MATERIAL TO PROCESS START
//! SQLite helper utilities
//!
//! SQLite has no native UUID or timestamp types, so ids are stored as UUID
//! strings and timestamps as RFC 3339 text. These helpers keep the
//! conversions in one place.

use anyhow::{Result, anyhow};
use chrono::{DateTime, Utc};
use uuid::Uuid;

// ============================================================================
// Id Helpers
// ============================================================================

/// Generate a new primary key
#[inline]
pub fn new_id() -> String {
    Uuid::new_v4().to_string()
}

/// Validate that a string is a UUID (used on ids coming from the API)
pub fn parse_id(s: &str) -> Result<Uuid> {
    Uuid::parse_str(s).map_err(|e| anyhow!("Invalid id '{}': {}", s, e))
}

// ============================================================================
// Timestamp Helpers (stored as ISO8601 TEXT in SQLite)
// ============================================================================

/// Get current UTC timestamp as ISO8601 string for SQLite
#[inline]
pub fn now_iso8601() -> String {
    Utc::now().to_rfc3339()
}

/// Parse an ISO8601 string to DateTime
pub fn str_to_datetime(s: &str) -> Result<DateTime<Utc>> {
    DateTime::parse_from_rfc3339(s)
        .map(|dt| dt.with_timezone(&Utc))
        .or_else(|_| {
            // SQLite's datetime() format: "YYYY-MM-DD HH:MM:SS"
            chrono::NaiveDateTime::parse_from_str(s, "%Y-%m-%d %H:%M:%S")
                .map(|ndt| ndt.and_utc())
                .map_err(|e| anyhow!("Invalid datetime '{}': {}", s, e))
        })
}

/// Parse an optional datetime string
pub fn str_to_datetime_opt(s: Option<&str>) -> Result<Option<DateTime<Utc>>> {
    match s {
        Some(s) if !s.is_empty() => Ok(Some(str_to_datetime(s)?)),
        _ => Ok(None),
    }
}

/// Normalize a user supplied datetime to the stored RFC 3339 form
pub fn normalize_datetime_opt(s: Option<&str>) -> Result<Option<String>> {
    Ok(str_to_datetime_opt(s)?.map(|dt| dt.to_rfc3339()))
}

// ============================================================================
// Query Building Helpers
// ============================================================================

/// SQL fragment testing whether a JSON array column contains the bound value
pub fn json_array_contains_sql(column: &str) -> String {
    format!("EXISTS (SELECT 1 FROM json_each({}) WHERE value = ?)", column)
}

/// `?, ?, ?` for an `IN (...)` clause
pub fn placeholders(count: usize) -> String {
    vec!["?"; count].join(", ")
}
use super::prelude::*;

#[derive(Default)]
pub struct AssignmentQueries;

#[Object]
impl AssignmentQueries {
    async fn assignments(&self, ctx: &Context<'_>, course_id: String) -> Result<Vec<Assignment>> {
        require_course_permission(ctx, &course_id, Permission::ViewCourse).await?;
        let db = ctx.data_unchecked::<Database>();
        let records = db.assignments().list_by_course(&course_id).await.map_err(internal)?;
        Ok(records.into_iter().map(Assignment::from).collect())
    }

    async fn assignment(&self, ctx: &Context<'_>, id: String) -> Result<Option<Assignment>> {
        ctx.auth_user()?;
        let db = ctx.data_unchecked::<Database>();

        let Some(record) = db.assignments().get(&id).await.map_err(internal)? else {
            return Ok(None);
        };
        require_course_permission(ctx, &record.course_id, Permission::ViewCourse).await?;

        Ok(Some(Assignment::from(record)))
    }
}
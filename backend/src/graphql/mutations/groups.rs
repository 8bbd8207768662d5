//! Group management
//!
//! A student belongs to at most one active group per course; adding them to
//! a second one is rejected in the payload.

use super::prelude::*;

#[derive(Default)]
pub struct GroupMutations;

async fn load_group(db: &Database, id: &str) -> Result<GroupRecord> {
    db.groups()
        .get(id)
        .await
        .map_err(internal)?
        .ok_or_else(|| not_found("Group", id))
}

async fn group_with_participants(db: &Database, record: GroupRecord) -> Result<Group> {
    let participants = db.groups().list_participants(&record.id).await.map_err(internal)?;
    Ok(Group::new(record, participants))
}

/// Name of the other group the user already belongs to in the course, if any
async fn conflicting_group(
    db: &Database,
    user_id: &str,
    course_id: &str,
    group_id: Option<&str>,
) -> Result<Option<String>> {
    let existing = db
        .groups()
        .find_for_user_in_course(user_id, course_id)
        .await
        .map_err(internal)?;

    Ok(existing
        .filter(|g| Some(g.id.as_str()) != group_id)
        .map(|g| g.name))
}

#[Object]
impl GroupMutations {
    async fn create_group(&self, ctx: &Context<'_>, input: CreateGroupInput) -> Result<GroupResult> {
        require_course_permission(ctx, &input.course_id, Permission::ManageGroups).await?;
        require_non_empty("name", &input.name)?;
        let db = ctx.data_unchecked::<Database>();

        for user_id in &input.user_ids {
            validate_id(user_id)?;
            if db.users().get_by_id(user_id).await.map_err(internal)?.is_none() {
                return Err(bad_input(format!("Unknown user {}", user_id)));
            }
            if let Some(name) = conflicting_group(db, user_id, &input.course_id, None).await? {
                return Ok(GroupResult::failure(format!(
                    "User {} already belongs to group {}",
                    user_id, name
                )));
            }
        }

        let record = match db
            .groups()
            .create(CreateGroup {
                course_id: input.course_id,
                name: input.name,
            })
            .await
        {
            Ok(record) => record,
            Err(e) => return Ok(GroupResult::failure(e.to_string())),
        };

        for user_id in &input.user_ids {
            db.groups()
                .add_participant(&record.id, user_id)
                .await
                .map_err(internal)?;
        }

        tracing::info!(
            group_id = %record.id,
            course_id = %record.course_id,
            participants = input.user_ids.len(),
            "Group created"
        );

        Ok(GroupResult::ok(group_with_participants(db, record).await?))
    }

    async fn update_group(
        &self,
        ctx: &Context<'_>,
        id: String,
        input: UpdateGroupInput,
    ) -> Result<GroupResult> {
        ctx.auth_user()?;
        let db = ctx.data_unchecked::<Database>();
        let existing = load_group(db, &id).await?;
        require_course_permission(ctx, &existing.course_id, Permission::ManageGroups).await?;

        let updated = db
            .groups()
            .update(
                &id,
                UpdateGroup {
                    name: input.name,
                    active: input.active,
                },
            )
            .await;

        match updated {
            Ok(Some(record)) => Ok(GroupResult::ok(group_with_participants(db, record).await?)),
            Ok(None) => Err(not_found("Group", &id)),
            Err(e) => Ok(GroupResult::failure(e.to_string())),
        }
    }

    async fn add_group_participant(
        &self,
        ctx: &Context<'_>,
        group_id: String,
        user_id: String,
    ) -> Result<GroupResult> {
        ctx.auth_user()?;
        let db = ctx.data_unchecked::<Database>();
        let group = load_group(db, &group_id).await?;
        require_course_permission(ctx, &group.course_id, Permission::ManageGroups).await?;

        if db.users().get_by_id(&user_id).await.map_err(internal)?.is_none() {
            return Err(not_found("User", &user_id));
        }
        if let Some(name) = conflicting_group(db, &user_id, &group.course_id, Some(&group.id)).await? {
            return Ok(GroupResult::failure(format!(
                "User {} already belongs to group {}",
                user_id, name
            )));
        }

        if let Err(e) = db.groups().add_participant(&group.id, &user_id).await {
            return Ok(GroupResult::failure(e.to_string()));
        }

        Ok(GroupResult::ok(group_with_participants(db, group).await?))
    }

    async fn remove_group_participant(
        &self,
        ctx: &Context<'_>,
        group_id: String,
        user_id: String,
    ) -> Result<GroupResult> {
        ctx.auth_user()?;
        let db = ctx.data_unchecked::<Database>();
        let group = load_group(db, &group_id).await?;
        require_course_permission(ctx, &group.course_id, Permission::ManageGroups).await?;

        let removed = db
            .groups()
            .remove_participant(&group.id, &user_id)
            .await
            .map_err(internal)?;
        if !removed {
            return Ok(GroupResult::failure("User is not a participant of this group"));
        }

        Ok(GroupResult::ok(group_with_participants(db, group).await?))
    }
}
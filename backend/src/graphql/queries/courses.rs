use super::prelude::*;

#[derive(Default)]
pub struct CourseQueries;

#[Object]
impl CourseQueries {
    /// Courses visible to the caller: every course for administrators,
    /// otherwise the courses the caller is an active member of
    #[graphql(guard = "AuthGuard")]
    async fn courses(
        &self,
        ctx: &Context<'_>,
        subject_id: Option<String>,
        active: Option<bool>,
    ) -> Result<Vec<Course>> {
        let user = ctx.auth_user()?;
        let db = ctx.data_unchecked::<Database>();

        let filter = CourseFilter {
            subject_id,
            active,
            member_user_id: (!user.is_admin).then(|| user.user_id.clone()),
        };

        let records = db.courses().list(&filter).await.map_err(internal)?;
        Ok(records.into_iter().map(Course::from).collect())
    }

    async fn course(&self, ctx: &Context<'_>, id: String) -> Result<Option<Course>> {
        require_course_permission(ctx, &id, Permission::ViewCourse).await?;
        let db = ctx.data_unchecked::<Database>();
        let record = db.courses().get(&id).await.map_err(internal)?;
        Ok(record.map(Course::from))
    }
}
//! Submissions and reviews
//!
//! Deadline and duplicate checks are business rejections reported through
//! the payload; malformed input is a `BAD_USER_INPUT` error.

use chrono::Utc;
use url::Url;

use super::prelude::*;

#[derive(Default)]
pub struct SubmissionMutations;

async fn load_assignment(db: &Database, id: &str) -> Result<AssignmentRecord> {
    db.assignments()
        .get(id)
        .await
        .map_err(internal)?
        .ok_or_else(|| not_found("Assignment", id))
}

async fn load_submission(db: &Database, id: &str) -> Result<SubmissionRecord> {
    db.submissions()
        .get(id)
        .await
        .map_err(internal)?
        .ok_or_else(|| not_found("Submission", id))
}

/// Message explaining why the assignment no longer takes submissions
fn closed_reason(assignment: &AssignmentRecord) -> Result<Option<&'static str>> {
    if !assignment.active {
        return Ok(Some("Assignment is not active"));
    }
    if assignment.allow_late_submissions {
        return Ok(None);
    }

    let end = parse_datetime(assignment.end_date.as_deref())?;
    match end {
        Some(end) if Utc::now() > end => Ok(Some("The submission deadline has passed")),
        _ => Ok(None),
    }
}

fn validate_pull_request_url(value: &str) -> Result<()> {
    match Url::parse(value) {
        Ok(url) if matches!(url.scheme(), "http" | "https") => Ok(()),
        _ => Err(bad_input(format!("Invalid pull request URL: {}", value))),
    }
}

/// Whether `user_id` handed the submission in, alone or through their group
async fn is_submitter(db: &Database, submission: &SubmissionRecord, user_id: &str) -> Result<bool> {
    if submission.submitter_user_id.as_deref() == Some(user_id) {
        return Ok(true);
    }
    let Some(group_id) = submission.submitter_group_id.as_deref() else {
        return Ok(false);
    };

    let participants = db.groups().list_participants(group_id).await.map_err(internal)?;
    Ok(participants.iter().any(|p| p.user_id == user_id))
}

/// Load a review's submission and check the caller may grade it
async fn authorize_review(ctx: &Context<'_>, submission_id: &str) -> Result<AuthUser> {
    let db = ctx.data_unchecked::<Database>();
    let submission = load_submission(db, submission_id).await?;
    let assignment = load_assignment(db, &submission.assignment_id).await?;
    require_course_permission(ctx, &assignment.course_id, Permission::SetReview).await
}

#[Object]
impl SubmissionMutations {
    /// Hand in a pull request. Group assignments are submitted on behalf of
    /// the caller's group in the course.
    async fn create_submission(
        &self,
        ctx: &Context<'_>,
        input: CreateSubmissionInput,
    ) -> Result<SubmissionResult> {
        ctx.auth_user()?;
        let db = ctx.data_unchecked::<Database>();
        let assignment = load_assignment(db, &input.assignment_id).await?;
        let user =
            require_course_permission(ctx, &assignment.course_id, Permission::SubmitAssignment)
                .await?;
        validate_pull_request_url(&input.pull_request_url)?;

        if let Some(reason) = closed_reason(&assignment)? {
            return Ok(SubmissionResult::failure(reason));
        }

        let submitter = if assignment.is_group {
            let group = db
                .groups()
                .find_for_user_in_course(&user.user_id, &assignment.course_id)
                .await
                .map_err(internal)?;
            match group {
                Some(group) => Submitter::Group(group.id),
                None => {
                    return Ok(SubmissionResult::failure(
                        "Group assignments require membership in a group",
                    ));
                }
            }
        } else {
            Submitter::User(user.user_id.clone())
        };

        let existing = db
            .submissions()
            .find_existing(&assignment.id, &submitter)
            .await
            .map_err(internal)?;
        if existing.is_some() {
            return Ok(SubmissionResult::failure(
                "Assignment already submitted, use resubmit instead",
            ));
        }

        let created = db
            .submissions()
            .create(CreateSubmission {
                assignment_id: assignment.id,
                submitter,
                description: input.description,
                pull_request_url: input.pull_request_url,
            })
            .await;

        match created {
            Ok(record) => {
                tracing::info!(
                    submission_id = %record.id,
                    assignment_id = %record.assignment_id,
                    user_id = %user.user_id,
                    "Submission created"
                );
                Ok(SubmissionResult::ok(Submission::from(record)))
            }
            Err(e) => Ok(SubmissionResult::failure(e.to_string())),
        }
    }

    /// Hand a submission in again after a revision
    #[graphql(guard = "AuthGuard")]
    async fn resubmit(
        &self,
        ctx: &Context<'_>,
        id: String,
        description: Option<String>,
    ) -> Result<SubmissionResult> {
        let user = ctx.auth_user()?;
        let db = ctx.data_unchecked::<Database>();
        let submission = load_submission(db, &id).await?;

        if !is_submitter(db, &submission, &user.user_id).await? {
            return Err(forbidden("Only the submitter can resubmit"));
        }

        let assignment = load_assignment(db, &submission.assignment_id).await?;
        if let Some(reason) = closed_reason(&assignment)? {
            return Ok(SubmissionResult::failure(reason));
        }

        match db.submissions().resubmit(&id, description).await {
            Ok(Some(record)) => Ok(SubmissionResult::ok(Submission::from(record))),
            Ok(None) => Err(not_found("Submission", &id)),
            Err(e) => Ok(SubmissionResult::failure(e.to_string())),
        }
    }

    async fn create_review(&self, ctx: &Context<'_>, input: CreateReviewInput) -> Result<ReviewResult> {
        ctx.auth_user()?;
        let reviewer = authorize_review(ctx, &input.submission_id).await?;
        validate_grade(input.grade)?;
        let db = ctx.data_unchecked::<Database>();

        let existing = db
            .reviews()
            .get_by_submission(&input.submission_id)
            .await
            .map_err(internal)?;
        if existing.is_some() {
            return Ok(ReviewResult::failure(
                "Submission already reviewed, use updateReview instead",
            ));
        }

        let created = db
            .reviews()
            .create(CreateReview {
                submission_id: input.submission_id,
                reviewer_user_id: reviewer.user_id,
                grade: input.grade.map(i64::from),
                revision_requested: input.revision_requested,
            })
            .await;

        match created {
            Ok(record) => Ok(ReviewResult::ok(Review::from(record))),
            Err(e) => Ok(ReviewResult::failure(e.to_string())),
        }
    }

    async fn update_review(
        &self,
        ctx: &Context<'_>,
        id: String,
        input: UpdateReviewInput,
    ) -> Result<ReviewResult> {
        ctx.auth_user()?;
        let db = ctx.data_unchecked::<Database>();
        let review = db
            .reviews()
            .get(&id)
            .await
            .map_err(internal)?
            .ok_or_else(|| not_found("Review", &id))?;
        authorize_review(ctx, &review.submission_id).await?;

        let grade = nullable_update(input.grade);
        if let Some(value) = grade {
            validate_grade(value)?;
        }

        let updated = db
            .reviews()
            .update(
                &id,
                UpdateReview {
                    grade: grade.map(|g| g.map(i64::from)),
                    revision_requested: input.revision_requested,
                },
            )
            .await;

        match updated {
            Ok(Some(record)) => Ok(ReviewResult::ok(Review::from(record))),
            Ok(None) => Err(not_found("Review", &id)),
            Err(e) => Ok(ReviewResult::failure(e.to_string())),
        }
    }
}
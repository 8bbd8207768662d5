//! Courses repository
//!
//! A course is one dictation of a subject in a given year and period. The
//! optional `organization` is the GitHub organization that hosts the
//! course's classroom repositories.

use anyhow::Result;
use serde::{Deserialize, Serialize};
use sqlx::{FromRow, SqlitePool};

use super::sqlite_helpers::{new_id, now_iso8601};

const COURSE_COLUMNS: &str =
    "id, name, year, period, subject_id, organization, active, created_at, updated_at";

#[derive(Debug, Clone, FromRow, Serialize, Deserialize)]
pub struct CourseRecord {
    pub id: String,
    pub name: String,
    pub year: i64,
    pub period: i64,
    pub subject_id: String,
    pub organization: Option<String>,
    pub active: bool,
    pub created_at: String,
    pub updated_at: String,
}

#[derive(Debug, Clone)]
pub struct CreateCourse {
    pub name: String,
    pub year: i64,
    pub period: i64,
    pub subject_id: String,
    pub organization: Option<String>,
}

#[derive(Debug, Clone, Default)]
pub struct UpdateCourse {
    pub name: Option<String>,
    pub year: Option<i64>,
    pub period: Option<i64>,
    pub organization: Option<Option<String>>,
    pub active: Option<bool>,
}

/// Filter for listing courses
#[derive(Debug, Clone, Default)]
pub struct CourseFilter {
    pub subject_id: Option<String>,
    pub active: Option<bool>,
    /// Only courses where this user holds an active role
    pub member_user_id: Option<String>,
}

pub struct CourseRepository {
    pool: SqlitePool,
}

impl CourseRepository {
    pub fn new(pool: SqlitePool) -> Self {
        Self { pool }
    }

    pub async fn get(&self, id: &str) -> Result<Option<CourseRecord>> {
        let record = sqlx::query_as::<_, CourseRecord>(&format!(
            "SELECT {} FROM courses WHERE id = ?",
            COURSE_COLUMNS
        ))
        .bind(id)
        .fetch_optional(&self.pool)
        .await?;

        Ok(record)
    }

    /// List courses, newest first
    pub async fn list(&self, filter: &CourseFilter) -> Result<Vec<CourseRecord>> {
        let records = sqlx::query_as::<_, CourseRecord>(&format!(
            r#"
            SELECT {} FROM courses
            WHERE (? IS NULL OR subject_id = ?)
              AND (? IS NULL OR active = ?)
              AND (? IS NULL OR id IN (
                    SELECT course_id FROM user_roles WHERE user_id = ? AND active = 1
              ))
            ORDER BY year DESC, period DESC, name
            "#,
            COURSE_COLUMNS
        ))
        .bind(&filter.subject_id)
        .bind(&filter.subject_id)
        .bind(filter.active)
        .bind(filter.active)
        .bind(&filter.member_user_id)
        .bind(&filter.member_user_id)
        .fetch_all(&self.pool)
        .await?;

        Ok(records)
    }

    pub async fn create(&self, data: CreateCourse) -> Result<CourseRecord> {
        let id = new_id();
        let now = now_iso8601();

        sqlx::query(
            r#"
            INSERT INTO courses (id, name, year, period, subject_id, organization, active, created_at, updated_at)
            VALUES (?, ?, ?, ?, ?, ?, 1, ?, ?)
            "#,
        )
        .bind(&id)
        .bind(&data.name)
        .bind(data.year)
        .bind(data.period)
        .bind(&data.subject_id)
        .bind(&data.organization)
        .bind(&now)
        .bind(&now)
        .execute(&self.pool)
        .await?;

        self.get(&id)
            .await?
            .ok_or_else(|| anyhow::anyhow!("Failed to create course"))
    }

    pub async fn update(&self, id: &str, data: UpdateCourse) -> Result<Option<CourseRecord>> {
        let mut set_clauses = vec!["updated_at = ?"];
        if data.name.is_some() {
            set_clauses.push("name = ?");
        }
        if data.year.is_some() {
            set_clauses.push("year = ?");
        }
        if data.period.is_some() {
            set_clauses.push("period = ?");
        }
        if data.organization.is_some() {
            set_clauses.push("organization = ?");
        }
        if data.active.is_some() {
            set_clauses.push("active = ?");
        }

        let query = format!("UPDATE courses SET {} WHERE id = ?", set_clauses.join(", "));
        let mut q = sqlx::query(&query).bind(now_iso8601());
        if let Some(name) = data.name {
            q = q.bind(name);
        }
        if let Some(year) = data.year {
            q = q.bind(year);
        }
        if let Some(period) = data.period {
            q = q.bind(period);
        }
        if let Some(organization) = data.organization {
            q = q.bind(organization);
        }
        if let Some(active) = data.active {
            q = q.bind(active);
        }

        let result = q.bind(id).execute(&self.pool).await?;
        if result.rows_affected() == 0 {
            return Ok(None);
        }

        self.get(id).await
    }
}
//! `/graphql` routes: GraphiQL on GET, queries and mutations on POST

use async_graphql::http::GraphiQLSource;
use async_graphql_axum::{GraphQLRequest, GraphQLResponse};
use axum::Router;
use axum::extract::State;
use axum::http::header::{ACCEPT, AUTHORIZATION};
use axum::http::{HeaderMap, StatusCode};
use axum::response::{Html, IntoResponse};
use axum::routing::get;

use crate::AppState;
use crate::graphql::AuthUser;

pub fn router() -> Router<AppState> {
    Router::new().route("/graphql", get(graphiql).post(graphql_handler))
}

fn extract_token(headers: &HeaderMap) -> Option<&str> {
    headers
        .get(AUTHORIZATION)
        .and_then(|h| h.to_str().ok())
        .and_then(|h| h.strip_prefix("Bearer "))
}

async fn graphiql(headers: HeaderMap) -> impl IntoResponse {
    let accepts_html = headers
        .get(ACCEPT)
        .and_then(|v| v.to_str().ok())
        .map(|v| v.contains("text/html"))
        .unwrap_or(false);

    if accepts_html {
        Html(GraphiQLSource::build().endpoint("/graphql").finish()).into_response()
    } else {
        (
            StatusCode::METHOD_NOT_ALLOWED,
            axum::Json(serde_json::json!({
                "error": "GET requests are not supported for GraphQL queries. Use POST with Content-Type: application/json"
            })),
        )
            .into_response()
    }
}

/// Execute a request, attaching the caller when the bearer token verifies.
/// An invalid token leaves the request anonymous so guarded resolvers
/// answer `UNAUTHORIZED`.
async fn graphql_handler(
    State(state): State<AppState>,
    headers: HeaderMap,
    req: GraphQLRequest,
) -> GraphQLResponse {
    let mut request = req.into_inner();

    if let Some(token) = extract_token(&headers) {
        match state.auth.verify_token(token) {
            Ok(claims) => {
                tracing::debug!(user_id = %claims.sub, "Request authenticated");
                request = request.data(AuthUser::from(claims));
            }
            Err(e) => {
                tracing::debug!(error = %e, "Token verification failed");
            }
        }
    }

    state.schema.execute(request).await.into()
}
MATERIAL TO PROCESS END
*PROBLEM DESCRIPTION*
Find how many lines of the listing include the word "backend", and state that number by itself.

*EXPECTED OUTPUT*
2